▶ **Assigned task**:
State only the count of lines in the listing below that hold "Pisti".

= = = = =

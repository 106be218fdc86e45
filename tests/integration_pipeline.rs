//! End-to-end tests for the rowing results pipeline
//!
//! These tests write a realistic results export to a temporary directory, run
//! the complete pipeline through the public API and read the written tables
//! back to check star schema integrity.

use polars::prelude::{DataFrame, DataType, ParquetReader, SerReader};
use rowing_star::cli::{args::Args, commands};
use rowing_star::constants::tables;
use rowing_star::{DatasetProcessor, PipelineConfig, PipelineError, QualityReport};

use clap::Parser;
use std::collections::HashSet;
use std::fs::{self, File};
use std::path::{Path, PathBuf};
use tempfile::TempDir;

const HEADER: &str = "Sporcu,Takim,Yaris_Adi,Yaris_Adi2,Seri_Adi,Yaris_Yeri,Tarih,Parkur_No,Seri_No,Sonuc,Derece,ihtar,Seri_Saat";

/// A ten-race season for one athlete: three wins, two DNFs, nine ranked finishes
fn season_rows() -> Vec<String> {
    let ranks = ["1", "1", "1", "2", "3", "5", "6", "4", "2", "x"];
    let results = [
        "7.01.10", "7.05.20", "6.59.90", "7.10.00", "DNF", "7.12.40", "7.30.00", "DNF", "7.28.15",
        "7.40.00",
    ];

    let mut rows: Vec<String> = (0..10)
        .map(|i| {
            format!(
                "Mehmet Yılmaz,Fenerbahçe,Türkiye Kupası {n},Finaller,Genç Erkek 1x,Haliç Kürek Pisti,{n} Mayıs 2023,{lane},1,{rank},{result},0,0.375",
                n = i + 1,
                lane = 1 + i % 6,
                rank = ranks[i],
                result = results[i],
            )
        })
        .collect();

    rows.push(
        "Zeynep Ak,Haliç Kürek,Türkiye Kupası 1,Finaller,Genç Kadın 1x,Haliç Kürek Pisti,1 Mayıs 2023,2,2,1,7.55.00,,0.4375".to_string(),
    );
    rows.push(
        "Zeynep Ak,Haliç Kürek,Ankara Regatta,,Genç Kadın 1x,Ankara Gölbaşı,bilinmiyor,3,1,DNS,DNS,,".to_string(),
    );
    rows.push(HEADER.to_string());
    rows
}

fn write_export(dir: &Path) -> PathBuf {
    let path = dir.join("results.csv");
    let mut content = String::from(HEADER);
    for row in season_rows() {
        content.push('\n');
        content.push_str(&row);
    }
    content.push('\n');
    fs::write(&path, content).unwrap();
    path
}

fn read_table(dir: &Path, table: &str) -> DataFrame {
    let file = File::open(dir.join(format!("{}.parquet", table))).unwrap();
    ParquetReader::new(file).finish().unwrap()
}

fn key_set(frame: &DataFrame, column: &str) -> HashSet<i64> {
    frame
        .column(column)
        .unwrap()
        .cast(&DataType::Int64)
        .unwrap()
        .i64()
        .unwrap()
        .into_iter()
        .flatten()
        .collect()
}

#[tokio::test]
async fn test_end_to_end_star_schema() {
    let temp_dir = TempDir::new().unwrap();
    let input = write_export(temp_dir.path());
    let output_dir = temp_dir.path().join("warehouse");

    let outcome = DatasetProcessor::new(input, Some(output_dir.clone()))
        .unwrap()
        .process()
        .await
        .unwrap();

    assert_eq!(outcome.stats.rows_read, 13);
    assert_eq!(outcome.stats.records_classified, 12);
    assert_eq!(outcome.cleaning.repeated_headers, 1);

    let expected_sizes = [
        (tables::DIM_ATHLETE, 2),
        (tables::DIM_TEAM, 2),
        (tables::DIM_RACE, 11),
        (tables::DIM_CATEGORY, 2),
        (tables::DIM_LOCATION, 2),
        (tables::DIM_DATE, 10),
        (tables::FACT_RACE_RESULTS, 12),
    ];
    for (table, rows) in expected_sizes {
        assert_eq!(read_table(&output_dir, table).height(), rows, "{table}");
    }
}

#[tokio::test]
async fn test_athlete_summary_survives_round_trip() {
    let temp_dir = TempDir::new().unwrap();
    let input = write_export(temp_dir.path());
    let output_dir = temp_dir.path().join("warehouse");

    DatasetProcessor::new(input, Some(output_dir.clone()))
        .unwrap()
        .process()
        .await
        .unwrap();

    let athletes = read_table(&output_dir, tables::DIM_ATHLETE);
    let first = |column: &str| athletes.column(column).unwrap().get(0).unwrap().to_string();

    assert_eq!(first("athlete_key"), "1");
    let name = athletes.column("athlete_name").unwrap().str().unwrap().get(0);
    assert_eq!(name, Some("Mehmet Yılmaz"));
    assert_eq!(first("total_races"), "10");
    assert_eq!(first("total_wins"), "3");
    assert_eq!(first("total_podiums"), "6");
    assert_eq!(first("total_dnf"), "2");
    assert_eq!(first("best_rank"), "1");

    let avg = athletes.column("avg_rank").unwrap().f64().unwrap().get(0).unwrap();
    assert!((avg - 25.0 / 9.0).abs() < 1e-9);
    let win_rate = athletes.column("win_rate").unwrap().f64().unwrap().get(0).unwrap();
    assert!((win_rate - 30.0).abs() < 1e-9);
    let podium_rate = athletes.column("podium_rate").unwrap().f64().unwrap().get(0).unwrap();
    assert!((podium_rate - 60.0).abs() < 1e-9);
}

#[tokio::test]
async fn test_foreign_keys_resolve_to_dimensions() {
    let temp_dir = TempDir::new().unwrap();
    let input = write_export(temp_dir.path());
    let output_dir = temp_dir.path().join("warehouse");

    DatasetProcessor::new(input, Some(output_dir.clone()))
        .unwrap()
        .process()
        .await
        .unwrap();

    let facts = read_table(&output_dir, tables::FACT_RACE_RESULTS);
    for (dimension, key) in [
        (tables::DIM_ATHLETE, "athlete_key"),
        (tables::DIM_TEAM, "team_key"),
        (tables::DIM_RACE, "race_key"),
        (tables::DIM_CATEGORY, "category_key"),
        (tables::DIM_LOCATION, "location_key"),
        (tables::DIM_DATE, "date_key"),
    ] {
        let known = key_set(&read_table(&output_dir, dimension), key);
        let referenced = key_set(&facts, key);
        assert!(
            referenced.is_subset(&known),
            "{key} references rows missing from {dimension}"
        );
    }

    // The unparseable date is the only unresolved key
    let date_keys = facts.column("date_key").unwrap();
    assert_eq!(date_keys.null_count(), 1);
    assert_eq!(facts.column("athlete_key").unwrap().null_count(), 0);
}

#[tokio::test]
async fn test_quality_report_from_run() {
    let temp_dir = TempDir::new().unwrap();
    let input = write_export(temp_dir.path());

    let outcome = DatasetProcessor::new(input, None)
        .unwrap()
        .with_dry_run(true)
        .process()
        .await
        .unwrap();
    assert!(outcome.stats.tables_written.is_empty());
    assert!(!temp_dir.path().join("star_schema").exists());

    let report = QualityReport::from_schema(&outcome.schema, 10);
    assert_eq!(report.total_results, 12);
    assert_eq!(report.dnf, 2);
    assert_eq!(report.dns, 1);
    assert_eq!(report.top_performers[0].name, "Mehmet Yılmaz");
    assert_eq!(report.top_performers[0].wins, 3);
    assert_eq!(report.coverage.date, 11);
}

#[tokio::test]
async fn test_cli_run_with_overrides() {
    let temp_dir = TempDir::new().unwrap();
    let input = write_export(temp_dir.path());
    let output_dir = temp_dir.path().join("csv_out");

    let config_path = temp_dir.path().join("config.toml");
    fs::write(
        &config_path,
        "[output]\nformat = \"parquet\"\ncompression = \"zstd\"\n",
    )
    .unwrap();

    let args = Args::try_parse_from([
        "rowing-star",
        input.to_str().unwrap(),
        "-o",
        output_dir.to_str().unwrap(),
        "-c",
        config_path.to_str().unwrap(),
        "--format",
        "csv",
        "-q",
    ])
    .unwrap();

    let outcome = commands::run(args).await.unwrap();
    assert_eq!(outcome.stats.tables_written.len(), tables::ALL.len());
    for table in tables::ALL {
        assert!(output_dir.join(format!("{}.csv", table)).exists());
    }
}

#[tokio::test]
async fn test_invalid_config_is_rejected() {
    let temp_dir = TempDir::new().unwrap();
    let input = write_export(temp_dir.path());
    let config_path = temp_dir.path().join("config.toml");
    fs::write(&config_path, "[cleaning]\nmin_athlete_name_chars = 0\n").unwrap();

    let config = PipelineConfig::load(Some(&config_path));
    assert!(matches!(config, Err(PipelineError::Configuration { .. })));

    let args = Args::try_parse_from([
        "rowing-star",
        input.to_str().unwrap(),
        "-c",
        config_path.to_str().unwrap(),
        "-q",
    ])
    .unwrap();
    assert!(commands::run(args).await.is_err());
}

= = = = =

▶ **Answer section**:
2